Novel 3-Aryl Indoles as Progesterone Receptor Antagonists for Uterine Fibroids
作者
RICHARDSON TIMOTHY I; CLARKE CHRISTIAN A; YU KUOLONG; YEE YING K; BLEISCH THOMAS J; LOPEZ JOSE E; JONES SCOTT A; HUGHES NORMAN E; MUEHL BRIAN S; LUGAR CHARLES W; MOORE TERRY L; SHETLER PAMELA K; ZINK RICHARD W; OSBORNE JOHN J; MONTROSERAFIZADEH CHAHRZAD; PATEL NITA; GEISER ANDREW G; GALVIN RACHELLE J SELLS; DODGE JEFFREY A
[摘要]:We report the synthesis and characterization of novel 3-aryl indoles as potent and efficacious progesterone receptor (PR) antagonists with potential for the treatment of uterine fibroids.
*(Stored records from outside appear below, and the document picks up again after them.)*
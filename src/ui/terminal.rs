use is_terminal::IsTerminal;

#[derive(Debug, Clone, Copy, PartialEq, Eq)]
pub struct TerminalCapabilities {
    pub is_tty: bool,
    pub stdin_is_tty: bool,
    pub supports_color: bool,
    pub supports_unicode: bool,
    pub is_ci: bool,
    pub width: u16,
}

pub fn detect_capabilities() -> TerminalCapabilities {
    detect_capabilities_impl(
        |key| std::env::var(key).ok(),
        std::io::stdout().is_terminal(),
        std::io::stdin().is_terminal(),
        crossterm::terminal::size().ok(),
    )
}

fn detect_capabilities_impl(
    get_env: impl Fn(&str) -> Option<String>,
    is_tty: bool,
    stdin_is_tty: bool,
    size: Option<(u16, u16)>,
) -> TerminalCapabilities {
    let term = get_env("TERM").unwrap_or_default();
    let term_is_dumb = term.eq_ignore_ascii_case("dumb");

    let no_color = get_env("NO_COLOR").is_some();
    let is_ci = is_ci_env(&get_env);

    let supports_color = is_tty && !term_is_dumb && !no_color;
    let supports_unicode = !term_is_dumb && unicode_locale(&get_env);

    let (width, _) = size.unwrap_or((80, 24));
    TerminalCapabilities {
        is_tty,
        stdin_is_tty,
        supports_color,
        supports_unicode,
        is_ci,
        width,
    }
}

fn is_ci_env(get_env: &impl Fn(&str) -> Option<String>) -> bool {
    const KEYS: &[&str] = &[
        "CI",
        "GITHUB_ACTIONS",
        "JENKINS_HOME",
        "BUILDKITE",
        "CIRCLECI",
        "TRAVIS",
        "TEAMCITY_VERSION",
    ];

    KEYS.iter().any(|k| get_env(k).is_some())
}

fn unicode_locale(get_env: &impl Fn(&str) -> Option<String>) -> bool {
    const KEYS: &[&str] = &["LC_ALL", "LC_CTYPE", "LANG"];
    for k in KEYS {
        if let Some(val) = get_env(k) {
            let v = val.to_lowercase();
            if v.contains("utf-8") || v.contains("utf8") {
                return true;
            }
            if v == "c" || v == "posix" {
                return false;
            }
        }
    }

    // Default to true on modern systems unless explicitly "dumb".
    true
}
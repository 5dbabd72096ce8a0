//! Command handlers for the `skills` binary
//!
//! Each handler loads the config, builds the engine (or use case) with
//! real adapters and renders the result either as styled text or NDJSON.

mod backport;
mod doctor;
mod install;
mod list;
mod presets;
mod update;

pub use backport::cmd_backport;
pub use doctor::cmd_doctor;
pub use install::cmd_install;
pub use list::cmd_list;
pub use presets::cmd_presets;
pub use update::cmd_update;

use std::path::{Path, PathBuf};
use std::sync::Arc;

use anyhow::Result;
use skill_factory::{FactoryConfig, SyncEventSink};
use tracing::debug;

use crate::ui::context::UiContext;
use crate::ui::output::print_config_warnings;
use crate::ui::sink::{ConsoleSink, JsonSink};

/// Resolved config plus the directory the command runs in
pub(crate) struct Workspace {
    pub config: FactoryConfig,
    pub project_root: PathBuf,
}

impl Workspace {
    pub fn load(config_path: Option<&Path>, ui: &UiContext) -> Result<Self> {
        let (config, warnings) = FactoryConfig::discover(config_path)?;
        print_config_warnings(&warnings, ui.unicode);

        let project_root = std::env::current_dir()?;
        debug!(
            source = %config.source.display(),
            project = %project_root.display(),
            "workspace loaded"
        );
        Ok(Self {
            config,
            project_root,
        })
    }

    /// `<project>/<target_dir>`
    pub fn project_target(&self) -> PathBuf {
        self.config.project_target(&self.project_root)
    }
}

pub(crate) fn event_sink(ui: &UiContext) -> Arc<dyn SyncEventSink> {
    if ui.json {
        Arc::new(JsonSink::stdout())
    } else {
        Arc::new(ConsoleSink::stdout(ui.color, ui.unicode))
    }
}
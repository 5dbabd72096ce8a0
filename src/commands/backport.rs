use std::path::Path;

use anyhow::Result;
use skill_factory::domain::ports::AssumeYes;
use skill_factory::infrastructure::LinePrompter;
use skill_factory::{EngineSettings, LocalFs, Prompter, SyncEngine};

use super::{event_sink, Workspace};
use crate::ui::blocks::header::CommandHeader;
use crate::ui::context::UiContext;
use crate::ui::json::{emit, CompleteEvent, StartEvent};
use crate::ui::primitives::icon::Icon;
use crate::ui::views::sync::render_backport_outcome;

pub fn cmd_backport(
    config_path: Option<&Path>,
    name: &str,
    yes: bool,
    json: bool,
    verbose: u8,
) -> Result<()> {
    let ui = UiContext::new(json, verbose);
    let ws = Workspace::load(config_path, &ui)?;
    let target = ws.project_target();

    if json {
        emit(&StartEvent::new("backport"))?;
    } else {
        let mut header = CommandHeader::new(Icon::Backport, "Skills Backport");
        header
            .add("Skill", name)
            .add("Factory", ws.config.source.display().to_string());
        print!("{}", header.render(ui.color, ui.unicode));
    }

    let prompter: Box<dyn Prompter> = if yes {
        Box::new(AssumeYes)
    } else {
        Box::new(LinePrompter::stdio())
    };
    let settings = EngineSettings::from_config(&ws.config, target);
    let engine =
        SyncEngine::new(LocalFs::new(), prompter, settings).with_event_sink(event_sink(&ui));
    let outcome = engine.backport(name)?;

    if json {
        emit(&CompleteEvent::new("backport", true, outcome))?;
    } else {
        print!(
            "{}",
            render_backport_outcome(name, &outcome, ui.color, ui.unicode)
        );
    }
    Ok(())
}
These compounds demonstrated excellent selectivity over other steroid nuclear hormone receptors such as the mineralocorticoid receptor (MR). They were prepared from 2-bromo-6-nitro indole in four to six steps using a Suzuki Cross-coupling as the key step. Compound 8f was orally active in the complement 3 model of progesterone antagonism in the rat uterus and demonstrated partial antagonism in the McPhail model of progesterone activity.